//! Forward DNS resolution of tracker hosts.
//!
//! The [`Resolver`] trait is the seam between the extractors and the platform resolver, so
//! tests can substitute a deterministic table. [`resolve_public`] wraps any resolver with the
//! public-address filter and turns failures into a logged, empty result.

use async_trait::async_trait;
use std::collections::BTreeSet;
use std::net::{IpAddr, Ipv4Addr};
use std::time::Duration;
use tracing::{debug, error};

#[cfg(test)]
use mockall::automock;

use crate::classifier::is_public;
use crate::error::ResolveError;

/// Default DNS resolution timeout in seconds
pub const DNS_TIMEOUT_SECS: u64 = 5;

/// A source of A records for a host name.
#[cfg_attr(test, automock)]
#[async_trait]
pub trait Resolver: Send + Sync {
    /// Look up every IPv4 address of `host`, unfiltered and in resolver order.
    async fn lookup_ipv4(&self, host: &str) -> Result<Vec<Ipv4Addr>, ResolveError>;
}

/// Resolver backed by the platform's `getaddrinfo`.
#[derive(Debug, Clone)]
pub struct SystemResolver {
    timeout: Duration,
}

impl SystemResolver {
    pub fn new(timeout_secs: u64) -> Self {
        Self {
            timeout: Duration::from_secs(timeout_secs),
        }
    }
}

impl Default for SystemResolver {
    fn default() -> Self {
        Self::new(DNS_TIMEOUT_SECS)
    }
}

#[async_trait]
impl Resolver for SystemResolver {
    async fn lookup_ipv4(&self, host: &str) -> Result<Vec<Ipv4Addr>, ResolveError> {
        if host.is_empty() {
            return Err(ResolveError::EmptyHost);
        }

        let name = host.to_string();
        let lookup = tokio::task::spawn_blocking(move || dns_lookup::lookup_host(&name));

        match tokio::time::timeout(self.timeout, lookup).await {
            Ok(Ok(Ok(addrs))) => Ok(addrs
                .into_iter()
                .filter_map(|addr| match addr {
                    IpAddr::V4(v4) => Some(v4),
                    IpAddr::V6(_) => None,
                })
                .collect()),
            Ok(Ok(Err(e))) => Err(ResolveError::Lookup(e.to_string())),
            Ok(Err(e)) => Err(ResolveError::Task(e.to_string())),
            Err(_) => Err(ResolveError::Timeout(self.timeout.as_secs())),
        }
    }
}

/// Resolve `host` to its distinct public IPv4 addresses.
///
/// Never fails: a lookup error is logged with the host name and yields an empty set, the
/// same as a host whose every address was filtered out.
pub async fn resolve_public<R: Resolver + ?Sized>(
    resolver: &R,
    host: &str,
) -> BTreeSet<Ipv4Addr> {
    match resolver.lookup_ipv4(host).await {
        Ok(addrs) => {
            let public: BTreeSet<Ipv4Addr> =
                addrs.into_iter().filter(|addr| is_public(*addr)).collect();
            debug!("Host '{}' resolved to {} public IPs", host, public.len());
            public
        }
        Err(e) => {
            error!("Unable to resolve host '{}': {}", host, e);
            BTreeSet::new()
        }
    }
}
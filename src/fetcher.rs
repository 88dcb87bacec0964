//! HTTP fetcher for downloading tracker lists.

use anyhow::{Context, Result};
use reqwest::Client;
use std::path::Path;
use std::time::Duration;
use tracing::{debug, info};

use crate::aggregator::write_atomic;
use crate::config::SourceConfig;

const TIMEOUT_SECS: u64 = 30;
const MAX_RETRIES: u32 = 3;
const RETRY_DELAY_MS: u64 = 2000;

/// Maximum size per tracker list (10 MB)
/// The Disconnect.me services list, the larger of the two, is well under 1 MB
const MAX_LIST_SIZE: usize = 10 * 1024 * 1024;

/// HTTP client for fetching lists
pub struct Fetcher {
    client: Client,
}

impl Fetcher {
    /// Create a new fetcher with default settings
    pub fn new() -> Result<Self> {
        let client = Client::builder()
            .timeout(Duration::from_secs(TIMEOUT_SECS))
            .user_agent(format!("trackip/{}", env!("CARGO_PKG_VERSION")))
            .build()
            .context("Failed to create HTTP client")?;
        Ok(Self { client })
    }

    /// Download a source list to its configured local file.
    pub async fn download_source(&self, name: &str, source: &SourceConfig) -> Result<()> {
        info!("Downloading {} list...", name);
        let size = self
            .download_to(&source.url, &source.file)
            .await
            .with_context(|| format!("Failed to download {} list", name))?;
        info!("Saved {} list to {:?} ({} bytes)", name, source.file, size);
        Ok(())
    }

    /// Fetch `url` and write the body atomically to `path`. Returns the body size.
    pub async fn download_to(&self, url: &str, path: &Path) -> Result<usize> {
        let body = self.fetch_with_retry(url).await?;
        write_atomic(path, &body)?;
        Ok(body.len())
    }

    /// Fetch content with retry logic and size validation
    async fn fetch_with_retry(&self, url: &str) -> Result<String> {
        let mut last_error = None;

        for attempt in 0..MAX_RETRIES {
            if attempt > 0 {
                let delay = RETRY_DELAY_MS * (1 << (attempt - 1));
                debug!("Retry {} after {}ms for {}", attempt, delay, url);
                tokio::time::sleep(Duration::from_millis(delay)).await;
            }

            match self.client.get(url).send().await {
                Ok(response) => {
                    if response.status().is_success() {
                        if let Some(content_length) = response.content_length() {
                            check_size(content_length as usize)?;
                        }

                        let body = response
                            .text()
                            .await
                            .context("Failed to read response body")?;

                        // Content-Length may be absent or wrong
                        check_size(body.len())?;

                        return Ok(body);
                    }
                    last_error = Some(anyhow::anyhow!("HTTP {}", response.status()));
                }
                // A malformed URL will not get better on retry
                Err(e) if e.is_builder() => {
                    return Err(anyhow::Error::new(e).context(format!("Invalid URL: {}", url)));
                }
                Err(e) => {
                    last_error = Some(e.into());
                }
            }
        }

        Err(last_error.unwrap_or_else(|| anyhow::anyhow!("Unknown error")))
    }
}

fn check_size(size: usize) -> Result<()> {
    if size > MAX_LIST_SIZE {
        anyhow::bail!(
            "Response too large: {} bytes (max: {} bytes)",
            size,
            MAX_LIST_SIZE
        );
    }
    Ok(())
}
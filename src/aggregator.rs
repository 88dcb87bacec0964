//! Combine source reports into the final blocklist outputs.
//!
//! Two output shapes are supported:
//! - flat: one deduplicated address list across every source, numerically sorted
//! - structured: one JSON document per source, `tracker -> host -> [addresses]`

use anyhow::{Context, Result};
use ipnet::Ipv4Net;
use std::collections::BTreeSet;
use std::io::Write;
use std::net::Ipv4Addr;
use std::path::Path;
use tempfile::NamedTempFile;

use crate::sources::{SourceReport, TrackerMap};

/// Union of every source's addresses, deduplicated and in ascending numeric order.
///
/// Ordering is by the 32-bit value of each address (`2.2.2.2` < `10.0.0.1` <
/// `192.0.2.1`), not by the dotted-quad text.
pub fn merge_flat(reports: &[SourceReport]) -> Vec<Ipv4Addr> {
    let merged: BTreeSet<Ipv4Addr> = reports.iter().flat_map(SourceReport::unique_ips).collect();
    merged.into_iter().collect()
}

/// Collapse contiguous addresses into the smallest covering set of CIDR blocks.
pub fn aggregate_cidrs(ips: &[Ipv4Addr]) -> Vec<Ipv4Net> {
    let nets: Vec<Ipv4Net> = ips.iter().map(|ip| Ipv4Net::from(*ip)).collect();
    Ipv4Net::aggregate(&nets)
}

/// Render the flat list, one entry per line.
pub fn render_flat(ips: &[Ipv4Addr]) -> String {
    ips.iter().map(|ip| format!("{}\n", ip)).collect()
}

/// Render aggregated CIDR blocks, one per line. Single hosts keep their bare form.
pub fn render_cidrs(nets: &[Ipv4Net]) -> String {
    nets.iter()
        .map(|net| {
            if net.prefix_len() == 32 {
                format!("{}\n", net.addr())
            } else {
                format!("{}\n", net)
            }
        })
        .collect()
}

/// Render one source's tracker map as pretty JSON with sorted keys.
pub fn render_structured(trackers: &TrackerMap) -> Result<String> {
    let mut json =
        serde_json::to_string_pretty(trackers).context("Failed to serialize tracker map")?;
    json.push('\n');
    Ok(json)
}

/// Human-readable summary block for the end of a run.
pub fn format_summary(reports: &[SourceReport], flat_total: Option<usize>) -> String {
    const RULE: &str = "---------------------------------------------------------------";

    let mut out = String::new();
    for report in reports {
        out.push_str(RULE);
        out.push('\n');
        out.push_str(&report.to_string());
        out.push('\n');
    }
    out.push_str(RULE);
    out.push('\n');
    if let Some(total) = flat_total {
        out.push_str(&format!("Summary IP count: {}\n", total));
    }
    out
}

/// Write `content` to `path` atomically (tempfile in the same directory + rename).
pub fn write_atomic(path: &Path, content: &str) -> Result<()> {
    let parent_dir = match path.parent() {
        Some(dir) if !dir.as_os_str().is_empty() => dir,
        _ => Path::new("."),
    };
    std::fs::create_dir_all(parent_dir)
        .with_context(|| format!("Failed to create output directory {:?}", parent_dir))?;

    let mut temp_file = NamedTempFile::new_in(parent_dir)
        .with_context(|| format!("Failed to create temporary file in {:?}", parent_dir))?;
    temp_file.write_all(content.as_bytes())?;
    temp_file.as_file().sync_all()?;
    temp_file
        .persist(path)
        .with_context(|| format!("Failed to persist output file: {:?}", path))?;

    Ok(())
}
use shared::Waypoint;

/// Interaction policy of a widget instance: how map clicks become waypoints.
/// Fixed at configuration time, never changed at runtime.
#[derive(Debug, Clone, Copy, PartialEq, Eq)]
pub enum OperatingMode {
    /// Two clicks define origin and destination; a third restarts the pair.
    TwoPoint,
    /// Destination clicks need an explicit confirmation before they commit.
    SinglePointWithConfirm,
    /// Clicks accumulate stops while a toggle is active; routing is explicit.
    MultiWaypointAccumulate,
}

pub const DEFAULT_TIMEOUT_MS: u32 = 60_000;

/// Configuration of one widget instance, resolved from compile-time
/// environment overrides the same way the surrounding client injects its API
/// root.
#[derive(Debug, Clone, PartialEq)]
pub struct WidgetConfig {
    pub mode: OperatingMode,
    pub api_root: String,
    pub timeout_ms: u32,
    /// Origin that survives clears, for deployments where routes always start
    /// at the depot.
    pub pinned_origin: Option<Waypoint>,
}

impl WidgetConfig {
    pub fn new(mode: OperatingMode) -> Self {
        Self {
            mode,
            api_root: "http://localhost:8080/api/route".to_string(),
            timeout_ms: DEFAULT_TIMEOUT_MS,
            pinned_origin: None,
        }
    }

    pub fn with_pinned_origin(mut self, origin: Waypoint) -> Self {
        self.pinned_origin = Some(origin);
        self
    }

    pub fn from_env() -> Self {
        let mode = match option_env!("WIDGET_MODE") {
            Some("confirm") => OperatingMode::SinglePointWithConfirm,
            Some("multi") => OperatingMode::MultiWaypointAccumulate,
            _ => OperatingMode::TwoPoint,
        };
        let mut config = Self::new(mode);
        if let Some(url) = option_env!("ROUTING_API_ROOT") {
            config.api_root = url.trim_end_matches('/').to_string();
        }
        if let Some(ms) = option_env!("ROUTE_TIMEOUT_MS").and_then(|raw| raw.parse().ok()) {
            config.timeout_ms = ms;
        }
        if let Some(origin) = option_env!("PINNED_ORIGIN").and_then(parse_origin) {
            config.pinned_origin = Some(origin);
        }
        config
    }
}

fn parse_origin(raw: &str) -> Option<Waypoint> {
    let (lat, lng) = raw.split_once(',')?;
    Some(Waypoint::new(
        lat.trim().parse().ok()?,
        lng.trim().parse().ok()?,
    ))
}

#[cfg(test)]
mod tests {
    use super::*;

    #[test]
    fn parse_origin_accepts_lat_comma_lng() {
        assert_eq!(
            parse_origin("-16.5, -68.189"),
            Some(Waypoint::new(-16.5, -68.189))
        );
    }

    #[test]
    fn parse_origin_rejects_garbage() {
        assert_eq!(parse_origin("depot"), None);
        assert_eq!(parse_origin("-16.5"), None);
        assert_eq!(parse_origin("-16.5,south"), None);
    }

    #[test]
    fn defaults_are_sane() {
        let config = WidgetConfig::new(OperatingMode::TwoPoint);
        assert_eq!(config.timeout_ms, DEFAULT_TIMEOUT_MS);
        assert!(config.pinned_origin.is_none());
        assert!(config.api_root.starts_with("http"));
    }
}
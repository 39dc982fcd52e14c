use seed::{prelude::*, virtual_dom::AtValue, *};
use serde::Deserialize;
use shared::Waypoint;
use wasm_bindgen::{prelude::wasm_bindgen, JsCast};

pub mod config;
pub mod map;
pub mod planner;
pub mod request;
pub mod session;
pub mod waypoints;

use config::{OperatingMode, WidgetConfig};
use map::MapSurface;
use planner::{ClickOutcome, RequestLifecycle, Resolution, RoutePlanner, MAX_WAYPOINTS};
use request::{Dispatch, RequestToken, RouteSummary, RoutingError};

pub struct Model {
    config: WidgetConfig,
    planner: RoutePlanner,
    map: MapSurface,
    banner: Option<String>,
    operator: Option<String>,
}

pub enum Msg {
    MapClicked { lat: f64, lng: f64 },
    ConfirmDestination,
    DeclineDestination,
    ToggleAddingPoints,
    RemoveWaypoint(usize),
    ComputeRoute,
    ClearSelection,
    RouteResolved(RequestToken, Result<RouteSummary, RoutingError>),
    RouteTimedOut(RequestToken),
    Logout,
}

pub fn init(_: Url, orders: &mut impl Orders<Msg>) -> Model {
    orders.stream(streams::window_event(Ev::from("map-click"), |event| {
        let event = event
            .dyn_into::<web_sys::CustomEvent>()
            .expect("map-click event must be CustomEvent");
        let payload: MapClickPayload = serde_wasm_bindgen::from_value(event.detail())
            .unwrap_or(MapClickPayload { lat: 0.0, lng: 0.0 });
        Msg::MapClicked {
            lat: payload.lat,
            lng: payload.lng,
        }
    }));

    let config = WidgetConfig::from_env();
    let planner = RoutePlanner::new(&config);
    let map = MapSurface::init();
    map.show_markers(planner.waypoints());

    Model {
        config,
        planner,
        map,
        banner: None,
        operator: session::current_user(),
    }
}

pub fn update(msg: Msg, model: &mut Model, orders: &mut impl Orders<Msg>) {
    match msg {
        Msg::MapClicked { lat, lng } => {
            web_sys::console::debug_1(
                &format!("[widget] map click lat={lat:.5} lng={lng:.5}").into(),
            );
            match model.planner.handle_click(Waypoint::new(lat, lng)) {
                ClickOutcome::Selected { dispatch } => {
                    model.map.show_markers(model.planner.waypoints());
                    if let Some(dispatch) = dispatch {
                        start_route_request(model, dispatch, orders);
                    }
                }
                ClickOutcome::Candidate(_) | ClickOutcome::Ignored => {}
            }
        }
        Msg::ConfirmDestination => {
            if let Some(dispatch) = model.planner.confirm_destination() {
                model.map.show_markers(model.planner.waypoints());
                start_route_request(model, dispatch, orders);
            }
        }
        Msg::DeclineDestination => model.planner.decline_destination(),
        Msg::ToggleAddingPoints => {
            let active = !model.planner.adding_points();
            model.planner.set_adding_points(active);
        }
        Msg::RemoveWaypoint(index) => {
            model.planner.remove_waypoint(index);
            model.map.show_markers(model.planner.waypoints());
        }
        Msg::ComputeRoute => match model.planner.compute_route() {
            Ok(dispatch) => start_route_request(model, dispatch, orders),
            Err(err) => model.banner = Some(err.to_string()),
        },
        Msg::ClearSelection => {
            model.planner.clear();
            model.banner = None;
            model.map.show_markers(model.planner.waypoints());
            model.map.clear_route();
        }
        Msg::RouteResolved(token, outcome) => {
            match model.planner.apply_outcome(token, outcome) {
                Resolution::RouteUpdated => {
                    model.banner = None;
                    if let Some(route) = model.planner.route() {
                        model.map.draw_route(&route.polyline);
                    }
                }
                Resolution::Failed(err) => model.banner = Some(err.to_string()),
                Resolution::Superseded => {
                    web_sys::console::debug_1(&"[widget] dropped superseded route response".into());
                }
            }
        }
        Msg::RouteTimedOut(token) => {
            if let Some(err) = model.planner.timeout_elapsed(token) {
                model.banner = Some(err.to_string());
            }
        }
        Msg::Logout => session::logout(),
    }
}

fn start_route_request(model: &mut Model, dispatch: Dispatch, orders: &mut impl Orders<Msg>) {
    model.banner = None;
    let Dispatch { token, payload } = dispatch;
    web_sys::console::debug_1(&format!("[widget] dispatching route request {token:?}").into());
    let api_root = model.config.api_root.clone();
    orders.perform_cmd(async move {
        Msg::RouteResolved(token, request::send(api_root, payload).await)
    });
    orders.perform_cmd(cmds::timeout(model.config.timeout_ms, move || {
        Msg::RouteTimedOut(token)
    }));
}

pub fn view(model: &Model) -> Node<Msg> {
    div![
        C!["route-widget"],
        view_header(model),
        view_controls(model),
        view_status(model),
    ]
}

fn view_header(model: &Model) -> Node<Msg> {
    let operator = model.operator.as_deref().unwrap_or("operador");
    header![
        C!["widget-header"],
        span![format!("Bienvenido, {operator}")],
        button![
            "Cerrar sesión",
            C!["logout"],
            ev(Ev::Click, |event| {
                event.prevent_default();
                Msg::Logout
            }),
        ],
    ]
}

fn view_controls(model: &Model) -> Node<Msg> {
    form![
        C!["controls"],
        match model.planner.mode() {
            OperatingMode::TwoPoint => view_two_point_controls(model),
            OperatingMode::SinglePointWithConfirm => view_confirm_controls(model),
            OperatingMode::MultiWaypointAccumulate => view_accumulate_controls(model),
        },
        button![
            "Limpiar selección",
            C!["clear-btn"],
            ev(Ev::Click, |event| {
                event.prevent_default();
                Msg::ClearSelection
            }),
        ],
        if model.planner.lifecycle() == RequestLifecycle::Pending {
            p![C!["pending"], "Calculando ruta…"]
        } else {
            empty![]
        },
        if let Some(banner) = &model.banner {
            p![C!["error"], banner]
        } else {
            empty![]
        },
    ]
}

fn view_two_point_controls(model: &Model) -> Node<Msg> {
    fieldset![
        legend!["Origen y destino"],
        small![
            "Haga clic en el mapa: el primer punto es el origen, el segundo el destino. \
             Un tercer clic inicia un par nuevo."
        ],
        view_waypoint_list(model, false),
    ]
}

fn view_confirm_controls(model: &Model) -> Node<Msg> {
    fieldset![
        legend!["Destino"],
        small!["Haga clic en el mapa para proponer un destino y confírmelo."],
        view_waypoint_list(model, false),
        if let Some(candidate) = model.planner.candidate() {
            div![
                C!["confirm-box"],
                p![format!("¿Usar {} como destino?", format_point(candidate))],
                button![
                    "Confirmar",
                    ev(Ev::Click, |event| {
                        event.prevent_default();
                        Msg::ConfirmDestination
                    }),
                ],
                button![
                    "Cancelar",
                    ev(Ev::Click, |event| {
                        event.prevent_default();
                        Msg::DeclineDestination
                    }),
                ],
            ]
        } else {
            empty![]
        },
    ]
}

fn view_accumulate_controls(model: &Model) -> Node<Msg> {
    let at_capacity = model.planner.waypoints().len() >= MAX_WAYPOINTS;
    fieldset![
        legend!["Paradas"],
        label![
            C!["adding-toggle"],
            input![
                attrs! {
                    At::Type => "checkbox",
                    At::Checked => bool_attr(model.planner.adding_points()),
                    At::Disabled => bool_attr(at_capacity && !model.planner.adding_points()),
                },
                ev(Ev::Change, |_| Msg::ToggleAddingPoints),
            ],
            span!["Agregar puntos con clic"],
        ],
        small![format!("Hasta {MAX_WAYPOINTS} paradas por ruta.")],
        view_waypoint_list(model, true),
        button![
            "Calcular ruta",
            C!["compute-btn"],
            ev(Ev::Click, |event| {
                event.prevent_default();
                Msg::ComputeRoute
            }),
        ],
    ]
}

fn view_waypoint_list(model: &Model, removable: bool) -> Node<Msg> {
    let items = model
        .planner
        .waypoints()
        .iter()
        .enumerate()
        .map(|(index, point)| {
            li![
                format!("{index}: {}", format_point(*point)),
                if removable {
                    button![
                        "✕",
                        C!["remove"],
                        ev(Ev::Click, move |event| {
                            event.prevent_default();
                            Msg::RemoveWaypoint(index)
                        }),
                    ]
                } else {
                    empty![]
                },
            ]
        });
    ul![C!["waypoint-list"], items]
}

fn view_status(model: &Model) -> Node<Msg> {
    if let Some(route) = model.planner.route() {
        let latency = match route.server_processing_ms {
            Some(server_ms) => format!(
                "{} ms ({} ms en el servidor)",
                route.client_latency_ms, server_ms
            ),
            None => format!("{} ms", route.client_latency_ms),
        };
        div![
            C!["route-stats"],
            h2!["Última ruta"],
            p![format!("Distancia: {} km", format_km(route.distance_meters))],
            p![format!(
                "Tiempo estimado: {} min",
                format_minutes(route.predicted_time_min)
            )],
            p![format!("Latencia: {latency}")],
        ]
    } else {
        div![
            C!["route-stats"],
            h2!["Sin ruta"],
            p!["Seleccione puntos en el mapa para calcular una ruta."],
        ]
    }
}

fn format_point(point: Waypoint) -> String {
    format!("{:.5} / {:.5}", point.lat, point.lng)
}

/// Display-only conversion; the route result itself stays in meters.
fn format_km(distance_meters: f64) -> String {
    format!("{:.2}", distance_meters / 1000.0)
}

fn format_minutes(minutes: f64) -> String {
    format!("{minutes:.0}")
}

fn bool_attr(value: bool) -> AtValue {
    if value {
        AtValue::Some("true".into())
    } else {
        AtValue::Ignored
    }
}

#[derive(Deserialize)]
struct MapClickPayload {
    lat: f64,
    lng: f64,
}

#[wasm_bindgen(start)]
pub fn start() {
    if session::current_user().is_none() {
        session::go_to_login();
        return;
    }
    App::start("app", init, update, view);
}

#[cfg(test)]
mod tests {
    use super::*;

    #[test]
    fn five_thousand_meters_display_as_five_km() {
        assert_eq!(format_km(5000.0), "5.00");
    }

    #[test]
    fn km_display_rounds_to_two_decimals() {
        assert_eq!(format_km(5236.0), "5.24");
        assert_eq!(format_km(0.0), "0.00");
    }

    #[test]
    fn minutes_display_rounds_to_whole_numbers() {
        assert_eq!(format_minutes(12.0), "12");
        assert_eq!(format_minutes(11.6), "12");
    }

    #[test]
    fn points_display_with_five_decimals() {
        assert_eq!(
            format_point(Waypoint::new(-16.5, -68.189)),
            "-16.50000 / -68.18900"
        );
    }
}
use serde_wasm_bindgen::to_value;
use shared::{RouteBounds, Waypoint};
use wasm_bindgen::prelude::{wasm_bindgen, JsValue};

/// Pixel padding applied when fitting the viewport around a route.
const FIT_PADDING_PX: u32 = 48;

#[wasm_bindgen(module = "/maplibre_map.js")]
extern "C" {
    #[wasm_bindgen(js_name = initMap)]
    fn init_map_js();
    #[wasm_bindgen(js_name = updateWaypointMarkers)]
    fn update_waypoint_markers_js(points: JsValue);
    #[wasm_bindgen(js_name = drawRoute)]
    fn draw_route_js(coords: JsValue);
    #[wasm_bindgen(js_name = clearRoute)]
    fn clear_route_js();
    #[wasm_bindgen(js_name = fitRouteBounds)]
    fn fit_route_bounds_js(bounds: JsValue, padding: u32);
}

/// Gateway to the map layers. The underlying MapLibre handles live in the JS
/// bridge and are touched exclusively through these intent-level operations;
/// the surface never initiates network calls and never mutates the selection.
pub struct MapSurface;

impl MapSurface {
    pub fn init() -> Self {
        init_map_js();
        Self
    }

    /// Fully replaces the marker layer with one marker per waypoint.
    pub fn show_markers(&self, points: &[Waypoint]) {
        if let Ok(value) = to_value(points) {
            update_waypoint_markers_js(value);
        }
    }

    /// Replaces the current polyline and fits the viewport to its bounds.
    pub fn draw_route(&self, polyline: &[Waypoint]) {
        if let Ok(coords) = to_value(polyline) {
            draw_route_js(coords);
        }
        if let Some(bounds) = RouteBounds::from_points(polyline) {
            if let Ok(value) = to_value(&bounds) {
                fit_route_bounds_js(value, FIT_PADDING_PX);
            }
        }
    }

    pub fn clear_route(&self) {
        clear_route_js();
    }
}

——

## [REQUIRED ACTION]
Set the entries down again exactly, beginning with their first line and ending with the line that contains "pub fn new(timeout_secs: u64)"; omit all other lines.

## [SOLUTION BELOW]
//! Forward DNS resolution of tracker hosts.
//!
//! The [`Resolver`] trait is the seam between the extractors and the platform resolver, so
//! tests can substitute a deterministic table. [`resolve_public`] wraps any resolver with the
//! public-address filter and turns failures into a logged, empty result.

use async_trait::async_trait;
use std::collections::BTreeSet;
use std::net::{IpAddr, Ipv4Addr};
use std::time::Duration;
use tracing::{debug, error};

#[cfg(test)]
use mockall::automock;

use crate::classifier::is_public;
use crate::error::ResolveError;

/// Default DNS resolution timeout in seconds
pub const DNS_TIMEOUT_SECS: u64 = 5;

/// A source of A records for a host name.
#[cfg_attr(test, automock)]
#[async_trait]
pub trait Resolver: Send + Sync {
    /// Look up every IPv4 address of `host`, unfiltered and in resolver order.
    async fn lookup_ipv4(&self, host: &str) -> Result<Vec<Ipv4Addr>, ResolveError>;
}

/// Resolver backed by the platform's `getaddrinfo`.
#[derive(Debug, Clone)]
pub struct SystemResolver {
    timeout: Duration,
}

impl SystemResolver {
    pub fn new(timeout_secs: u64) -> Self {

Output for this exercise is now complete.